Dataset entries
- - - - - - -

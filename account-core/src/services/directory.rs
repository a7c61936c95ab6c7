//! Account directory: role hierarchy, role sanitization and the
//! client-scoped account listing.

use crate::dtos::CreateAccountRequest;
use crate::models::{Account, Principal, Role};
use crate::services::error::ServiceError;
use crate::store::{AccountFilter, AccountStore, StoreError};
use std::sync::Arc;
use uuid::Uuid;
use validator::Validate;

/// Roles a principal may hand out or revoke. Static by design: the
/// hierarchy is part of the security model, not data.
pub fn managed_roles(principal: &Principal) -> &'static [Role] {
    if principal.is_in_role(Role::Administrator) {
        &[Role::Administrator, Role::ClientAdministrator]
    } else if principal.is_in_role(Role::ClientAdministrator) {
        &[Role::ClientAdministrator]
    } else {
        &[]
    }
}

/// Clamp a requested role set to what the caller may manage. Roles outside
/// the caller's reach are silently dropped, never escalated and never an
/// error.
pub fn sanitize_roles(principal: &Principal, requested: Vec<Role>) -> Vec<Role> {
    let allowed = managed_roles(principal);
    requested
        .into_iter()
        .filter(|role| allowed.contains(role))
        .collect()
}

/// Directory over the account store with visibility scoping applied before
/// any query runs.
pub struct AccountDirectory {
    accounts: Arc<dyn AccountStore>,
}

impl AccountDirectory {
    pub fn new(accounts: Arc<dyn AccountStore>) -> Self {
        Self { accounts }
    }

    /// Accounts the principal may see, paginated.
    ///
    /// Administrators see everything; client administrators see their own
    /// client's accounts; anyone else sees an empty page. The fallthrough
    /// is deny, never unrestricted access.
    pub async fn accessible_accounts(
        &self,
        principal: &Principal,
        filter: AccountFilter,
        offset: u32,
        page_size: u32,
    ) -> Result<Vec<Account>, ServiceError> {
        let scoped = match self.scope_filter(principal, filter) {
            Some(filter) => filter,
            None => return Ok(Vec::new()),
        };
        Ok(self.accounts.list(&scoped, offset, page_size).await?)
    }

    /// A single account, subject to the same visibility rules plus
    /// self-access.
    pub async fn get_account(
        &self,
        principal: &Principal,
        account_id: Uuid,
    ) -> Result<Account, ServiceError> {
        let account = self
            .accounts
            .find_by_id(account_id)
            .await?
            .ok_or(StoreError::NotFound)?;

        if principal.account_id == account.account_id {
            return Ok(account);
        }
        if principal.is_in_role(Role::Administrator) {
            return Ok(account);
        }
        if principal.is_in_role(Role::ClientAdministrator)
            && principal.client_id.is_some()
            && principal.client_id == account.client_id
        {
            return Ok(account);
        }
        Err(ServiceError::AuthorizationFailure)
    }

    /// Administrative account creation. The requested roles are clamped to
    /// the caller's managed set, and client administrators can only create
    /// accounts inside their own client.
    pub async fn create_account(
        &self,
        principal: &Principal,
        req: CreateAccountRequest,
    ) -> Result<Account, ServiceError> {
        req.validate()?;

        if managed_roles(principal).is_empty() {
            return Err(ServiceError::AuthorizationFailure);
        }

        if self.accounts.email_in_use(&req.email).await? {
            return Err(ServiceError::EmailAlreadyUsed);
        }

        let client_id = if principal.is_in_role(Role::Administrator) {
            req.client_id
        } else {
            // Client administrators cannot plant accounts elsewhere.
            principal.client_id
        };

        let mut roles = sanitize_roles(principal, req.roles);
        if roles.is_empty() {
            roles.push(Role::Member);
        }

        let mut account = Account::new(req.email.clone());
        account.roles = roles;
        account.client_id = client_id;
        account.first_name = req.first_name;
        account.last_name = req.last_name;

        self.accounts.create(&account).await.map_err(|e| match e {
            StoreError::Duplicate => ServiceError::EmailAlreadyUsed,
            other => ServiceError::Store(other),
        })?;

        tracing::info!(
            account_id = %account.account_id,
            created_by = %principal.account_id,
            "Account created administratively"
        );
        Ok(account)
    }

    /// Replace an account's role set with the sanitized request.
    pub async fn update_roles(
        &self,
        principal: &Principal,
        account_id: Uuid,
        requested: Vec<Role>,
    ) -> Result<Account, ServiceError> {
        if managed_roles(principal).is_empty() {
            return Err(ServiceError::AuthorizationFailure);
        }

        // Visibility check doubles as the reach check.
        let mut account = self.get_account(principal, account_id).await?;

        let roles = sanitize_roles(principal, requested);
        let roles = if roles.is_empty() {
            vec![Role::Member]
        } else {
            roles
        };

        for _ in 0..3 {
            account.roles = roles.clone();
            match self.accounts.update(&mut account).await {
                Ok(()) => return Ok(account),
                Err(StoreError::Conflict) => {
                    account = self
                        .accounts
                        .find_by_id(account_id)
                        .await?
                        .ok_or(StoreError::NotFound)?;
                }
                Err(e) => return Err(e.into()),
            }
        }
        Err(ServiceError::Store(StoreError::Conflict))
    }

    /// Apply visibility scoping to a caller-supplied filter. `None` means
    /// the principal sees nothing at all.
    fn scope_filter(&self, principal: &Principal, mut filter: AccountFilter) -> Option<AccountFilter> {
        if principal.is_in_role(Role::Administrator) {
            return Some(filter);
        }
        if principal.is_in_role(Role::ClientAdministrator) {
            // The scoping claim wins over whatever the caller asked for.
            let client_id = principal.client_id?;
            filter.client_id = Some(client_id);
            return Some(filter);
        }
        None
    }
}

- - - - - - -

Your task:
Every line above that includes the string "match" needs to be copied.

Result for this exercise:
        let scoped = match self.scope_filter(principal, filter) {
        self.accounts.create(&account).await.map_err(|e| match e {
            match self.accounts.update(&mut account).await {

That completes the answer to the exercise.